[PROBLEM DETAILS]
Wherever the string "unacked" shows up in the data below, copy the whole line.

[DATA IN THIS EXERCISE]

//! Dedicated writer task for one connection.
//!
//! Senders never touch the write half. They push encoded frames into an
//! mpsc channel; the writer task drains it, batches whatever is ready into
//! one vectored write, and acknowledges each frame once its bytes are on
//! the medium.
//!
//! ```text
//! send() ─┐
//! send() ─┼─► mpsc::Sender<OutboundFrame> ─► Writer Task ─► write half
//! send() ─┘
//! ```
//!
//! Frames leave in channel order. Partial writes are continued from the
//! exact byte where the medium stopped.

use std::io::{self, IoSlice};
use std::sync::{Arc, Weak};

use bytes::Bytes;
use tokio::io::{AsyncWrite, AsyncWriteExt};
use tokio::sync::{mpsc, oneshot, watch};
use tokio::task::JoinHandle;

use super::shared::Shared;
use super::stats::Counters;
use super::{CloseReason, ConnectionId};
use crate::error::{ConnectionError, Result};

/// Maximum frames to batch in a single write operation.
const MAX_BATCH_SIZE: usize = 64;

/// Encoded frame waiting for the writer.
#[derive(Debug)]
pub(crate) struct OutboundFrame {
    bytes: Bytes,
    ack: Option<oneshot::Sender<Result<()>>>,
}

impl OutboundFrame {
    /// Frame whose sender waits for the write result.
    pub(crate) fn acked(bytes: Bytes) -> (Self, oneshot::Receiver<Result<()>>) {
        let (tx, rx) = oneshot::channel();
        (
            Self {
                bytes,
                ack: Some(tx),
            },
            rx,
        )
    }

    /// Fire-and-forget frame.
    pub(crate) fn unacked(bytes: Bytes) -> Self {
        Self { bytes, ack: None }
    }

    #[inline]
    fn size(&self) -> usize {
        self.bytes.len()
    }

    fn complete(self, result: Result<()>) {
        if let Some(ack) = self.ack {
            // Sender gave up waiting; nothing to report to
            let _ = ack.send(result);
        }
    }
}

/// Queue one frame and wait until the writer has written it.
pub(crate) async fn enqueue(tx: mpsc::Sender<OutboundFrame>, bytes: Bytes) -> Result<()> {
    let (frame, ack) = OutboundFrame::acked(bytes);
    tx.send(frame).await.map_err(|_| ConnectionError::Closed)?;
    drop(tx);
    // Dropped ack means the frame was discarded by a close
    ack.await.map_err(|_| ConnectionError::Closed)?
}

/// Spawn the writer task for `writer`.
pub(crate) fn spawn_writer_task<W>(
    id: ConnectionId,
    writer: W,
    rx: mpsc::Receiver<OutboundFrame>,
    shared: Weak<Shared>,
    closed: watch::Receiver<bool>,
    counters: Arc<Counters>,
) -> JoinHandle<()>
where
    W: AsyncWrite + Unpin + Send + 'static,
{
    tokio::spawn(writer_loop(id, rx, writer, shared, closed, counters))
}

/// Main writer loop - receives frames and writes them to the stream.
///
/// Ends when the channel closes (graceful drain), when the connection is
/// closed, or on the first write error.
async fn writer_loop<W>(
    id: ConnectionId,
    mut rx: mpsc::Receiver<OutboundFrame>,
    mut writer: W,
    shared: Weak<Shared>,
    mut closed: watch::Receiver<bool>,
    counters: Arc<Counters>,
) where
    W: AsyncWrite + Unpin,
{
    let failure = loop {
        // Close wins over queued frames
        let first = tokio::select! {
            biased;
            _ = closed.changed() => break None,
            next = rx.recv() => match next {
                Some(frame) => frame,
                None => break None,
            },
        };

        let mut batch = Vec::with_capacity(MAX_BATCH_SIZE);
        batch.push(first);
        while batch.len() < MAX_BATCH_SIZE {
            match rx.try_recv() {
                Ok(frame) => batch.push(frame),
                Err(_) => break,
            }
        }

        match write_batch(&mut writer, &batch).await {
            Ok(written) => {
                counters.record_written(batch.len(), written);
                for frame in batch {
                    frame.complete(Ok(()));
                }
            }
            Err(e) => {
                for frame in batch {
                    let err = io::Error::new(e.kind(), e.to_string());
                    frame.complete(Err(ConnectionError::Transport(err)));
                }
                break Some(e);
            }
        }
    };

    // Anything still queued is dropped; its senders observe Closed
    drop(rx);

    match failure {
        None => {
            if let Err(e) = writer.shutdown().await {
                tracing::debug!(conn = %id, error = %e, "Write half shutdown failed");
            }
            tracing::trace!(conn = %id, "Writer task finished");
        }
        Some(e) => {
            if *closed.borrow() {
                tracing::debug!(conn = %id, error = %e, "Write failed after close");
                return;
            }
            tracing::error!(conn = %id, error = %e, "Write failed, closing connection");
            if let Some(shared) = shared.upgrade() {
                let _ = shared.close_with(CloseReason::from(&e));
            }
        }
    }
}

/// Write a batch of frames using scatter/gather I/O (write_vectored).
///
/// Returns the number of bytes written, which is always the batch total.
async fn write_batch<W>(writer: &mut W, batch: &[OutboundFrame]) -> io::Result<usize>
where
    W: AsyncWrite + Unpin,
{
    let total_size: usize = batch.iter().map(OutboundFrame::size).sum();
    if total_size == 0 {
        return Ok(0);
    }

    let mut total_written = 0;
    while total_written < total_size {
        let slices = build_remaining_slices(batch, total_written);
        let written = writer.write_vectored(&slices).await?;
        if written == 0 {
            return Err(io::Error::new(
                io::ErrorKind::WriteZero,
                "write_vectored returned 0",
            ));
        }
        total_written += written;
    }

    writer.flush().await?;
    Ok(total_written)
}

/// Build IoSlice array for the data not yet written.
fn build_remaining_slices(batch: &[OutboundFrame], skip_bytes: usize) -> Vec<IoSlice<'_>> {
    let mut slices = Vec::with_capacity(batch.len());
    let mut offset = 0;

    for frame in batch {
        let end = offset + frame.size();
        if skip_bytes < end && !frame.bytes.is_empty() {
            let start_in_frame = skip_bytes.saturating_sub(offset);
            slices.push(IoSlice::new(&frame.bytes[start_in_frame..]));
        }
        offset = end;
    }

    slices
}

#[cfg(test)]
mod tests {
    use super::*;
    use std::io::Cursor;
    use std::pin::Pin;
    use std::task::{Context, Poll};
    use std::time::Duration;
    use tokio::io::{duplex, AsyncReadExt};

    fn frame(data: &'static [u8]) -> OutboundFrame {
        OutboundFrame::unacked(Bytes::from_static(data))
    }

    /// Writer that accepts at most `limit` bytes per call.
    struct Trickle {
        out: Vec<u8>,
        limit: usize,
    }

    impl AsyncWrite for Trickle {
        fn poll_write(
            mut self: Pin<&mut Self>,
            _cx: &mut Context<'_>,
            buf: &[u8],
        ) -> Poll<io::Result<usize>> {
            let n = buf.len().min(self.limit);
            self.out.extend_from_slice(&buf[..n]);
            Poll::Ready(Ok(n))
        }

        fn poll_flush(self: Pin<&mut Self>, _cx: &mut Context<'_>) -> Poll<io::Result<()>> {
            Poll::Ready(Ok(()))
        }

        fn poll_shutdown(self: Pin<&mut Self>, _cx: &mut Context<'_>) -> Poll<io::Result<()>> {
            Poll::Ready(Ok(()))
        }
    }

    /// Writer that always fails.
    struct Broken;

    impl AsyncWrite for Broken {
        fn poll_write(
            self: Pin<&mut Self>,
            _cx: &mut Context<'_>,
            _buf: &[u8],
        ) -> Poll<io::Result<usize>> {
            Poll::Ready(Err(io::Error::new(io::ErrorKind::BrokenPipe, "broken")))
        }

        fn poll_flush(self: Pin<&mut Self>, _cx: &mut Context<'_>) -> Poll<io::Result<()>> {
            Poll::Ready(Ok(()))
        }

        fn poll_shutdown(self: Pin<&mut Self>, _cx: &mut Context<'_>) -> Poll<io::Result<()>> {
            Poll::Ready(Ok(()))
        }
    }

    #[test]
    fn test_build_remaining_slices_no_skip() {
        let batch = vec![frame(b"abc"), frame(b"de")];
        let slices = build_remaining_slices(&batch, 0);
        assert_eq!(slices.len(), 2);
        assert_eq!(&*slices[0], b"abc");
    }

    #[test]
    fn test_build_remaining_slices_mid_frame() {
        let batch = vec![frame(b"abc"), frame(b"de")];
        let slices = build_remaining_slices(&batch, 2);
        assert_eq!(slices.len(), 2);
        assert_eq!(&*slices[0], b"c");
        assert_eq!(&*slices[1], b"de");
    }

    #[test]
    fn test_build_remaining_slices_skip_whole_frame() {
        let batch = vec![frame(b"abc"), frame(b"de")];
        let slices = build_remaining_slices(&batch, 3);
        assert_eq!(slices.len(), 1);
        assert_eq!(&*slices[0], b"de");
    }

    #[tokio::test]
    async fn test_write_batch_multiple() {
        let mut buf = Cursor::new(Vec::new());
        let batch = vec![frame(b"one\xC0"), frame(b"two\xC0")];

        let written = write_batch(&mut buf, &batch).await.unwrap();

        assert_eq!(written, 8);
        assert_eq!(buf.into_inner(), b"one\xC0two\xC0");
    }

    #[tokio::test]
    async fn test_write_batch_retries_partial_writes() {
        let mut out = Trickle {
            out: Vec::new(),
            limit: 3,
        };
        let batch = vec![frame(b"hello\xC0"), frame(b"world\xC0")];

        write_batch(&mut out, &batch).await.unwrap();

        assert_eq!(out.out, b"hello\xC0world\xC0");
    }

    #[tokio::test]
    async fn test_write_batch_reports_error() {
        let batch = vec![frame(b"x\xC0")];
        let err = write_batch(&mut Broken, &batch).await.unwrap_err();
        assert_eq!(err.kind(), io::ErrorKind::BrokenPipe);
    }

    #[tokio::test]
    async fn test_writer_task_acks_in_order() {
        let (client, mut server) = duplex(4096);
        let (tx, rx) = mpsc::channel(16);
        let (_closed_tx, closed_rx) = watch::channel(false);
        let counters = Arc::new(Counters::default());

        let _task = spawn_writer_task(
            ConnectionId::next(),
            client,
            rx,
            Weak::new(),
            closed_rx,
            counters.clone(),
        );

        let frames: [&'static [u8]; 3] = [b"a\xC0", b"b\xC0", b"c\xC0"];
        for data in frames {
            enqueue(tx.clone(), Bytes::from_static(data)).await.unwrap();
        }

        let mut buf = vec![0u8; 6];
        server.read_exact(&mut buf).await.unwrap();
        assert_eq!(buf, b"a\xC0b\xC0c\xC0");
        assert_eq!(counters.snapshot().frames_sent, 3);
        assert_eq!(counters.snapshot().bytes_sent, 6);
    }

    #[tokio::test]
    async fn test_writer_task_stops_on_close_signal() {
        let (client, _server) = duplex(4096);
        let (tx, rx) = mpsc::channel(16);
        let (closed_tx, closed_rx) = watch::channel(false);

        let task = spawn_writer_task(
            ConnectionId::next(),
            client,
            rx,
            Weak::new(),
            closed_rx,
            Arc::new(Counters::default()),
        );

        closed_tx.send_replace(true);
        tokio::time::timeout(Duration::from_secs(1), task)
            .await
            .unwrap()
            .unwrap();

        let result = enqueue(tx, Bytes::from_static(b"late\xC0")).await;
        assert!(matches!(result, Err(ConnectionError::Closed)));
    }

    #[tokio::test]
    async fn test_writer_task_drains_then_shuts_down() {
        let (client, mut server) = duplex(4096);
        let (tx, rx) = mpsc::channel(16);
        let (_closed_tx, closed_rx) = watch::channel(false);

        let task = spawn_writer_task(
            ConnectionId::next(),
            client,
            rx,
            Weak::new(),
            closed_rx,
            Arc::new(Counters::default()),
        );

        tx.send(frame(b"last\xC0")).await.unwrap();
        drop(tx);
        task.await.unwrap();

        let mut out = Vec::new();
        server.read_to_end(&mut out).await.unwrap();
        assert_eq!(out, b"last\xC0");
    }

    #[tokio::test]
    async fn test_writer_task_fails_pending_sender() {
        let (tx, rx) = mpsc::channel(16);
        let (_closed_tx, closed_rx) = watch::channel(false);

        let _task = spawn_writer_task(
            ConnectionId::next(),
            Broken,
            rx,
            Weak::new(),
            closed_rx,
            Arc::new(Counters::default()),
        );

        let result = enqueue(tx, Bytes::from_static(b"x\xC0")).await;
        assert!(matches!(result, Err(ConnectionError::Transport(_))));
    }
}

[ANSWER BOX]
    pub(crate) fn unacked(bytes: Bytes) -> Self {
        OutboundFrame::unacked(Bytes::from_static(data))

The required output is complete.